We will briefly summarise the major transcription factors, signalling pathways and epigenetic factors that regulate repair Schwann cells, but this topic has been comprehensively reviewed elsewhere [14] (Figs. 1 and 2). The transcription factor, c-JUN, was identified as a central regulator of repair Schwann cells, controlling demyelination/myelinophagy, expression of many repair program genes, such as Shh, Bdnf and Gdnf, axon regeneration, motor and sensory neuron survival and functional recovery [13, 17, 87] (Fig. 1). C-JUN expression is suppressed in Schwann cells in the adult nerve and is strongly upregulated after nerve injury [88]. C-JUN acts as an inhibitor of myelination and re-myelination, and its timely O-GlcNAcylation is necessary to inhibit its activity and promote remyelination of regenerated axons [88–90]. Additionally, the POU domain transcription factor, OCT-6 is upregulated by Schwann cells after injury and appears to repress c-JUN induction and delay demyelination and axon regeneration [91] (Fig. 1). Another important transcription factor is STAT3 which promotes the long-term survival of Schwann cells after nerve injury, in addition to maintaining the expression of c-JUN and other repair program genes [92].

Fig. 2.

Overview of the molecular mechanisms of Schwann cell remyelination. Schwann cell remyelination is promoted by axonal signals centred around NRG1 type III and basal lamina signalling via the g-protein coupled receptor, GPR126, similar to myelination during development. One distinct molecular difference from development is that Schwann cell derived soluble NRG1 type I also contributes to remyelination. Certainly macroscopically, remyelination leads to thinner myelin sheaths and shorter internodal distances compared to developmental myelination. C-JUN is an inhibitor of remyelination and OGT, through direct O-GlcNAcylation, represses c-JUN function to allow remyelination to proceed. YAP/TAZ is required for remyelination, in addition to other important regulators of myelination, such as CTCF, ZEB2, HDAC1/2 and HDAC3. SLI = Schmidt-Lanterman incisure. Broken lines with question marks highlight a hypothetical association or an unknown quality. Created with BioRender.com

The transcription factor ZEB2 and two transcriptional activators of the Hippo signalling pathway, YAP and TAZ, are required for Schwann cell remyelination after injury but not for the initial formation of repair Schwann cells, myelin clearance or c-JUN upregulation (Fig. 2). ZEB2-deficient Schwann cells fail to remyelinate, and it is postulated that this is due to maintained expression of myelination inhibitors, such as Sox2, Hey2 and Id2. While it is uncertain whether physiological levels of YAP/TAZ directly regulate c-JUN in Schwann cells, in vivo, YAP/TAZ does appear to be required for eventual c-JUN downregulation during remyelination [93–96]. Furthermore, the tumour suppressor protein, merlin, is important for timely c-JUN upregulation though not for demyelination and is crucial for adequate axonal regeneration and proper remyelination after injury. In the absence of merlin, YAP is aberrantly overexpressed after nerve injury, and deletion of Yap is sufficient to rescue the regenerative deficit in merlin null mice [97].

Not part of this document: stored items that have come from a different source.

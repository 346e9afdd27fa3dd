//! External analysis script invocation and output classification.
//!
//! Every analysis endpoint has the same shape: run
//! `<python> <scripts_dir>/<script> <args…>`, then read the outcome from the
//! process output. A success marker line on stdout names the generated file;
//! diagnostics on stderr are pattern-matched into an [`UpstreamFailure`].

use std::path::{Path, PathBuf};
use std::process::Stdio;
use std::sync::LazyLock;
use std::time::Duration;

use async_trait::async_trait;
use axum::http::StatusCode;
use regex::Regex;
use tokio::process::Command;
use tokio::time::timeout;

use crate::errors::ScriptError;

static README_SAVED_REGEX: LazyLock<Regex> =
    LazyLock::new(|| Regex::new(r"README saved to: (.+\.md)").unwrap());

static COMMENTED_SAVED_REGEX: LazyLock<Regex> =
    LazyLock::new(|| Regex::new(r"Commented code saved to: (.+)").unwrap());

/// Substrings on stderr that are noise rather than failures.
const WARNING_MARKERS: &[&str] = &["WARNING", "SyntaxWarning", "invalid escape sequence", "NOTICE"];

// ── Scripts ───────────────────────────────────────────────────────────

/// The external analysis scripts the server knows how to drive.
#[derive(Debug, Clone, Copy, PartialEq, Eq)]
pub enum Script {
    ReadmeGenerator,
    Comments,
    Callgraph,
    RepoAnalyzer,
    LlamaInference,
}

impl Script {
    pub fn file_name(self) -> &'static str {
        match self {
            Script::ReadmeGenerator => "readme_generator.py",
            Script::Comments => "comments.py",
            Script::Callgraph => "generate_callgraph.py",
            Script::RepoAnalyzer => "repo_analyzer.py",
            Script::LlamaInference => "llama_inference.py",
        }
    }
}

/// A single script run: which script, its arguments and extra environment.
#[derive(Debug, Clone, PartialEq, Eq)]
pub struct ScriptInvocation {
    pub script: Script,
    pub args: Vec<String>,
    pub env: Vec<(String, String)>,
    /// Index into `args` of a value that must never be logged.
    secret_arg: Option<usize>,
}

impl ScriptInvocation {
    pub fn new(script: Script, args: Vec<String>) -> Self {
        Self {
            script,
            args,
            env: Vec::new(),
            secret_arg: None,
        }
    }

    pub fn with_env(mut self, key: &str, value: &str) -> Self {
        self.env.push((key.to_string(), value.to_string()));
        self
    }

    /// `readme_generator.py <url> [--simple]`
    pub fn readme(repo_url: &str, simple: bool) -> Self {
        let mut args = vec![repo_url.to_string()];
        if simple {
            args.push("--simple".to_string());
        }
        Self::new(Script::ReadmeGenerator, args)
    }

    /// `comments.py <url> --list-files`
    pub fn list_python_files(repo_url: &str) -> Self {
        Self::new(
            Script::Comments,
            vec![repo_url.to_string(), "--list-files".to_string()],
        )
    }

    /// `comments.py <url> [--file <path>]`
    pub fn comments(repo_url: &str, file_path: Option<&str>) -> Self {
        let mut args = vec![repo_url.to_string()];
        if let Some(file) = file_path {
            args.push("--file".to_string());
            args.push(file.to_string());
        }
        Self::new(Script::Comments, args)
    }

    /// `generate_callgraph.py --single-repo <url> --output <dir>`
    pub fn callgraph(repo_url: &str, output_dir: &Path) -> Self {
        Self::new(
            Script::Callgraph,
            vec![
                "--single-repo".to_string(),
                repo_url.to_string(),
                "--output".to_string(),
                output_dir.to_string_lossy().to_string(),
            ],
        )
        .with_env("PYTHONWARNINGS", "ignore")
    }

    /// `repo_analyzer.py <url> --output-dir <summaries> --analysis-dir <analysis>`
    pub fn repo_analyzer(repo_url: &str, summaries_dir: &Path, analysis_dir: &Path) -> Self {
        Self::new(
            Script::RepoAnalyzer,
            vec![
                repo_url.to_string(),
                "--output-dir".to_string(),
                summaries_dir.to_string_lossy().to_string(),
                "--analysis-dir".to_string(),
                analysis_dir.to_string_lossy().to_string(),
            ],
        )
    }

    /// `llama_inference.py <url> --token <hf_token>`
    pub fn llama(repo_url: &str, hf_token: &str) -> Self {
        let mut invocation = Self::new(
            Script::LlamaInference,
            vec![
                repo_url.to_string(),
                "--token".to_string(),
                hf_token.to_string(),
            ],
        );
        invocation.secret_arg = Some(2);
        invocation
    }

    /// Argument list safe for logs.
    pub fn display_args(&self) -> String {
        self.args
            .iter()
            .enumerate()
            .map(|(i, a)| {
                if Some(i) == self.secret_arg {
                    "<redacted>".to_string()
                } else {
                    a.clone()
                }
            })
            .collect::<Vec<_>>()
            .join(" ")
    }
}

/// Captured result of a finished script.
#[derive(Debug, Clone, Default, PartialEq, Eq)]
pub struct ScriptOutput {
    pub stdout: String,
    pub stderr: String,
    /// `None` when the process was terminated by a signal
    pub exit_code: Option<i32>,
}

impl ScriptOutput {
    pub fn success(&self) -> bool {
        self.exit_code == Some(0)
    }

    /// Stderr with warning-only lines removed, or `None` if nothing remains.
    pub fn significant_stderr(&self) -> Option<String> {
        significant_stderr(&self.stderr)
    }
}

// ── Runner ────────────────────────────────────────────────────────────

/// Abstraction over script execution for testability.
/// Real implementation: `ProcessRunner`.
#[async_trait]
pub trait ScriptRunner: Send + Sync {
    async fn run(&self, invocation: &ScriptInvocation) -> Result<ScriptOutput, ScriptError>;
}

/// Runs scripts as child processes of a configured interpreter.
pub struct ProcessRunner {
    interpreter: String,
    scripts_dir: PathBuf,
    timeout: Duration,
}

impl ProcessRunner {
    pub fn new(interpreter: &str, scripts_dir: &Path, timeout: Duration) -> Self {
        Self {
            interpreter: interpreter.to_string(),
            scripts_dir: scripts_dir.to_path_buf(),
            timeout,
        }
    }

    pub fn script_path(&self, script: Script) -> PathBuf {
        self.scripts_dir.join(script.file_name())
    }
}

#[async_trait]
impl ScriptRunner for ProcessRunner {
    async fn run(&self, invocation: &ScriptInvocation) -> Result<ScriptOutput, ScriptError> {
        let script_path = self.script_path(invocation.script);
        tracing::info!(
            script = %script_path.display(),
            args = %invocation.display_args(),
            "Running analysis script"
        );

        let mut command = Command::new(&self.interpreter);
        command
            .arg(&script_path)
            .args(&invocation.args)
            .current_dir(&self.scripts_dir)
            .stdin(Stdio::null())
            .stdout(Stdio::piped())
            .stderr(Stdio::piped())
            .kill_on_drop(true);
        for (key, value) in &invocation.env {
            command.env(key, value);
        }

        let child = command.spawn().map_err(|source| ScriptError::SpawnFailed {
            program: self.interpreter.clone(),
            source,
        })?;

        // Dropping the future on timeout drops the child, which kills it.
        let output = match timeout(self.timeout, child.wait_with_output()).await {
            Ok(result) => result.map_err(|source| ScriptError::Io {
                script: invocation.script.file_name().to_string(),
                source,
            })?,
            Err(_) => {
                return Err(ScriptError::TimedOut {
                    script: invocation.script.file_name().to_string(),
                    timeout: self.timeout,
                });
            }
        };

        let output = ScriptOutput {
            stdout: String::from_utf8_lossy(&output.stdout).to_string(),
            stderr: String::from_utf8_lossy(&output.stderr).to_string(),
            exit_code: output.status.code(),
        };

        tracing::debug!(
            script = invocation.script.file_name(),
            exit_code = ?output.exit_code,
            stdout_len = output.stdout.len(),
            stderr_len = output.stderr.len(),
            "Analysis script finished"
        );
        if !output.stderr.trim().is_empty() {
            tracing::debug!(script = invocation.script.file_name(), stderr = %output.stderr.trim());
        }

        Ok(output)
    }
}

// ── Output classification ─────────────────────────────────────────────

/// A recognised upstream failure reported by a script.
#[derive(Debug, Clone, Copy, PartialEq, Eq)]
pub enum UpstreamFailure {
    NotFound,
    RateLimited,
    InvalidRepository,
}

impl UpstreamFailure {
    pub fn status(self) -> StatusCode {
        match self {
            UpstreamFailure::NotFound => StatusCode::NOT_FOUND,
            UpstreamFailure::RateLimited => StatusCode::FORBIDDEN,
            UpstreamFailure::InvalidRepository => StatusCode::BAD_REQUEST,
        }
    }

    pub fn message(self) -> &'static str {
        match self {
            UpstreamFailure::NotFound => "Repository not found",
            UpstreamFailure::RateLimited => "GitHub API rate limit exceeded",
            UpstreamFailure::InvalidRepository => "Invalid GitHub repository URL format",
        }
    }

    pub fn details(self) -> &'static str {
        match self {
            UpstreamFailure::NotFound => {
                "The GitHub profile exists, but the specified repository could not be found. It may be private, misspelled, or doesn't exist."
            }
            UpstreamFailure::RateLimited => {
                "We've reached the limit for GitHub API requests. Please try again later or use a GitHub token for authentication."
            }
            UpstreamFailure::InvalidRepository => {
                "Please use the format: https://github.com/username/repo"
            }
        }
    }
}

/// Map script diagnostics to a recognised failure. Checked in priority order:
/// not-found, then rate limit, then invalid repository.
pub fn classify_failure(text: &str) -> Option<UpstreamFailure> {
    if text.contains("404") || text.contains("Not Found") || text.contains("Repository not found") {
        Some(UpstreamFailure::NotFound)
    } else if text.contains("403") || text.contains("rate limit") {
        Some(UpstreamFailure::RateLimited)
    } else if text.contains("Invalid GitHub repository") {
        Some(UpstreamFailure::InvalidRepository)
    } else {
        None
    }
}

/// Drop warning-only lines from stderr. Returns what is left, if anything.
pub fn significant_stderr(stderr: &str) -> Option<String> {
    let kept: Vec<&str> = stderr
        .lines()
        .map(str::trim_end)
        .filter(|line| !line.trim().is_empty())
        .filter(|line| !WARNING_MARKERS.iter().any(|m| line.contains(m)))
        .collect();
    if kept.is_empty() {
        None
    } else {
        Some(kept.join("\n"))
    }
}

/// Which success line a script prints when it has written its output file.
#[derive(Debug, Clone, Copy, PartialEq, Eq)]
pub enum SuccessMarker {
    ReadmeSaved,
    CommentedCodeSaved,
}

/// Extract the file path announced by a success marker line.
pub fn extract_marker(stdout: &str, marker: SuccessMarker) -> Option<PathBuf> {
    let regex = match marker {
        SuccessMarker::ReadmeSaved => &*README_SAVED_REGEX,
        SuccessMarker::CommentedCodeSaved => &*COMMENTED_SAVED_REGEX,
    };
    regex
        .captures(stdout)
        .and_then(|c| c.get(1))
        .map(|m| PathBuf::from(m.as_str().trim()))
}

/// Path the script announced, falling back to the whole trimmed stdout when
/// no marker line is present.
pub fn announced_path(stdout: &str, marker: SuccessMarker) -> Option<PathBuf> {
    extract_marker(stdout, marker).or_else(|| {
        let trimmed = stdout.trim();
        (!trimmed.is_empty() && !trimmed.contains('\n')).then(|| PathBuf::from(trimmed))
    })
}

Epigenetic factors such as chromatin remodelling enzymes, non-coding RNAs and DNA methylation also regulate the Schwann cell injury phenotype [14, 98]. Nerve injury induces demethylation of the repressive histone mark, H3K27 trimethylation, at enhancers of a number of repair program genes (Fig. 1). Importantly activity of the histone demethylases, KDM6B/KDM6A, appears not to be involved [99, 100]. Concurrently, repair program gene promoters gain the active H3K4 methylation mark, which is also postulated to drive their expression [101]. The polycomb repressive complex 2 (PRC2) acts as a histone methyltransferase and is responsible for repressing expression of a number of Schwann cell injury genes such as Fgf5, Shh, Sema4f, EphA5, Olig1, Runx2, Nrg1 and Mmp17, likely through H3K27 trimethylation [102] (Fig. 1). Deletion of the Eed subunit of PRC2 in Schwann cells leads to aberrant upregulation of a subset of repair program genes in the uninjured state and early after injury. However, Eed appears to be largely dispensable for repair Schwann cell formation, since demyelination, c-JUN expression and remyelination are normal, and there is only a temporary delay in axonal regeneration, in its absence [102]. These findings suggest that H3K27 demethylation of enhancers may work in parallel with upregulation of c-JUN-dependent genes in Schwann cells after nerve injury.

The chromatin remodelling enzymes, histone deacetylases (HDACs) have been shown to have several roles in Schwann cells after injury. Deletion of Hdac1/2 in Schwann cells leads to accelerated myelin clearance and axon regeneration but impaired remyelination, whereas Hdac3 deletion has no effect on demyelination or regeneration but leads to exaggerated remyelination [91, 103]. Hdac 1/2 deletion impairs OCT-6 upregulation after injury and causes exaggerated levels of c-JUN expression, which may explain why there is faster demyelination and axon regeneration [91] (Fig. 1). HDAC2 has been shown to de-acetylate eukaryotic translation elongation factor 1 alpha 1 (eEF1A1), inactivating its ability to shuttle SOX10 out of the nucleus, thus allowing remyelination to proceed [104] (Fig. 1). HDAC4 is known to supress expression of c-JUN in Schwann cells in development, but it’s function has not yet been studied after nerve injury [105]. Additionally, the CCCTC-binding factor (CTCF) has recently been shown to be crucial for both PNS myelination and remyelination after injury, likely through modifying the chromatin accessibility of myelin gene promoters and enhancers, in particular, Krox-20 [230]. MicroRNAs appear to help repress the expression of some repair program genes during development and also promote remyelination [106, 107], whereas the role of long non-coding RNAs remains largely unknown [14, 231]. Finally, there are no global changes in the DNA methylome after nerve injury arguing against a major role for CpG methylation in regulating the repair cell phenotype. It is unknown whether DNA hydroxymethylation or hemimethylation play roles in Schwann cells however [64, 108].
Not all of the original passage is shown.